Each of the four Complaints includes a Request for Production of
Documents; three also contain Instructions and Definitions included
with the actual Set of Requests to Produce. Each request to produce
corresponds to a "topic" for purposes of the overall TREC project. In
the past, and at least up until the advent of new Federal Rules of
Civil Procedure which went into effect in December 2006, lawyers have
not routinely negotiated "search protocols," including Boolean strings
of terms to accompany or guide the requisite search through large
electronic databases held in corporations and other institutions in
response to discovery demands. Nor are typical requests to produce
aimed at finding a targeted small number of relevant documents in a
much larger universe. Rather, lawyers tend to go about framing the
majority of their requests in typically a more open-ended fashion, so
as to aim to have the opposing party spend a maximum of resources in
responding to and/or fighting against such broad discovery (the
problem of so-called "fishing expeditions"). There is also a large
amount of overlap in many real-world requests to produce. In
contrast, some attempt was made here to narrow the typical requests
(although with somewhat relaxed constraints for Year 2 of the legal
track, allowing B values to range as high as 25,000), as well as to
make them somewhat more diverse and less redundant than in a typical
set in the "real world"; however, these are still very recognizable
proxies to requests that would be asked for in a real litigation
context.
Please note in particular that the "Complaints," which in some cases
go on at great length, nevertheless were not drafted with an eye
towards providing the participating TREC community with any special
"clues" or insights helpful to doing searches against the topics
represented in the requests to produce. Rather, they merely provide
context in the same manner as real-world legal pleadings would also
help provide. Thus, while it may be helpful to read the Complaints
for background purposes, it is not obvious that the Complaints need to
be de-constructed in any intensive way in order to obtain better
search results against the document requests themselves.

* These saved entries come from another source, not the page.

//! Epoch roller.
//!
//! Keeps the local manifest in step with the epoch recorded in the cloud
//! manifest. When the local file for the recorded epoch is missing, another
//! writer may have advanced the database, so a fresh epoch is minted and
//! published. Publication order is fixed: the renamed manifest object goes to
//! the destination before the CLOUDMANIFEST that points at it, so a reader of
//! the destination never resolves a dangling epoch.

use tracing::{debug, info};

use crate::engine::EngineFactory;
use crate::epoch::{mint_epoch, EpochId};
use crate::error::CloudResult;
use crate::filename::{
    cloud_manifest_file, manifest_file_with_epoch, manifest_name, CLOUD_MANIFEST_FILE,
    PLACEHOLDER_MANIFEST,
};
use crate::session::CloudSession;

/// Result of [`maybe_roll_new_epoch`].
#[derive(Debug, Clone, PartialEq, Eq)]
pub enum RollOutcome {
    /// The local manifest already matched the recorded epoch.
    Unchanged {
        /// The current epoch.
        epoch: EpochId,
    },
    /// A new epoch was appended and published.
    Rolled {
        /// Epoch current before the roll; empty for legacy databases.
        old_epoch: EpochId,
        /// The new current epoch.
        new_epoch: EpochId,
        /// Highest file number in the old manifest; zero for a new database.
        max_file_number: u64,
    },
}

impl RollOutcome {
    /// Epoch current after the call.
    pub fn current_epoch(&self) -> &EpochId {
        match self {
            RollOutcome::Unchanged { epoch } => epoch,
            RollOutcome::Rolled { new_epoch, .. } => new_epoch,
        }
    }
}

/// Rolls a new epoch if the local manifest for the current one is missing.
///
/// The session must have a cloud manifest loaded. On success the in-memory
/// manifest is finalized.
pub async fn maybe_roll_new_epoch(
    session: &mut CloudSession,
    factory: &dyn EngineFactory,
) -> CloudResult<RollOutcome> {
    let old_epoch = session.cloud_manifest()?.current_epoch();
    let dir = session.local_dir().to_path_buf();
    let old_path = manifest_file_with_epoch(&dir, &old_epoch);

    let exists = session.env().exists(&old_path)?;
    if exists && !old_epoch.is_empty() {
        session.cloud_manifest_mut()?.finalize();
        debug!(epoch = %old_epoch, "local manifest matches current epoch, no roll");
        return Ok(RollOutcome::Unchanged { epoch: old_epoch });
    }

    if !exists && !old_epoch.is_empty() {
        let fetched = fetch_epoch_manifest(session, &old_epoch).await?;
        debug!(epoch = %old_epoch, fetched, "local manifest for current epoch missing");
    }

    let placeholder = dir.join(session.remap_filename(PLACEHOLDER_MANIFEST));
    let max_file_number = match factory.max_file_number(session.env(), &placeholder) {
        Ok(n) => n,
        Err(e) if e.is_not_found() => {
            debug!(path = ?placeholder, "no manifest, new database");
            0
        }
        Err(e) => return Err(e),
    };

    let new_epoch = mint_epoch(&session.env().generate_unique_id());
    {
        let manifest = session.cloud_manifest_mut()?;
        manifest.add_epoch(max_file_number, new_epoch.clone())?;
        manifest.finalize();
    }

    let new_path = manifest_file_with_epoch(&dir, &new_epoch);
    if max_file_number > 0 {
        session.env().rename(&old_path, &new_path)?;
    }

    let cloud_manifest_path = cloud_manifest_file(&dir);
    if let Some(dest) = session.dest() {
        if max_file_number > 0 {
            session
                .put_file_object(&new_path, dest, &manifest_name(&new_epoch))
                .await?;
        }
        session
            .cloud_manifest()?
            .write_to_file(session.env(), &cloud_manifest_path)?;
        session
            .put_file_object(&cloud_manifest_path, dest, CLOUD_MANIFEST_FILE)
            .await?;
    } else {
        session
            .cloud_manifest()?
            .write_to_file(session.env(), &cloud_manifest_path)?;
    }

    info!(
        old_epoch = %old_epoch,
        new_epoch = %new_epoch,
        max_file_number,
        dir = ?dir,
        "rolled new epoch"
    );
    Ok(RollOutcome::Rolled {
        old_epoch,
        new_epoch,
        max_file_number,
    })
}

/// Downloads `MANIFEST-<epoch>` from the destination, then the source.
async fn fetch_epoch_manifest(session: &CloudSession, epoch: &EpochId) -> CloudResult<bool> {
    let name = manifest_name(epoch);
    let local = session.local_dir().join(&name);

    let mut locations = Vec::with_capacity(2);
    if let Some(dest) = session.dest() {
        locations.push(dest);
    }
    if let Some(src) = session.src() {
        if !session.dest_equal_src() {
            locations.push(src);
        }
    }

    for location in locations {
        match session.get_object_to_file(location, &name, &local).await {
            Ok(()) => {
                info!(bucket = %location.bucket, name = %name, "fetched manifest for current epoch");
                return Ok(true);
            }
            Err(e) if e.is_not_found() => {}
            Err(e) => return Err(e),
        }
    }
    debug!(name = %name, "manifest for current epoch not found in cloud");
    Ok(false)
}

2. The Boolean strings. A TREC track coordinator engaged one or more
individual colleagues in some form of conversation or negotiation in
every instance represented here. The strings were not, however,
intended to contain a definitive or "all-inclusive" list of English
language synonyms for material terms; for that, we leave the TREC
community to its own creative resources. A note on Boolean operators:
Boolean Strings Syntax:
- AND, OR, NOT, () : As usual
- BUT NOT: (x BUT NOT y) means same thing as (x AND (NOT (y)))
- x : Match this word exactly (case-insensitive).
- x! : Truncation - matches all strings that begin with substring x.
- !x : Truncation - matches all strings that end with substring x.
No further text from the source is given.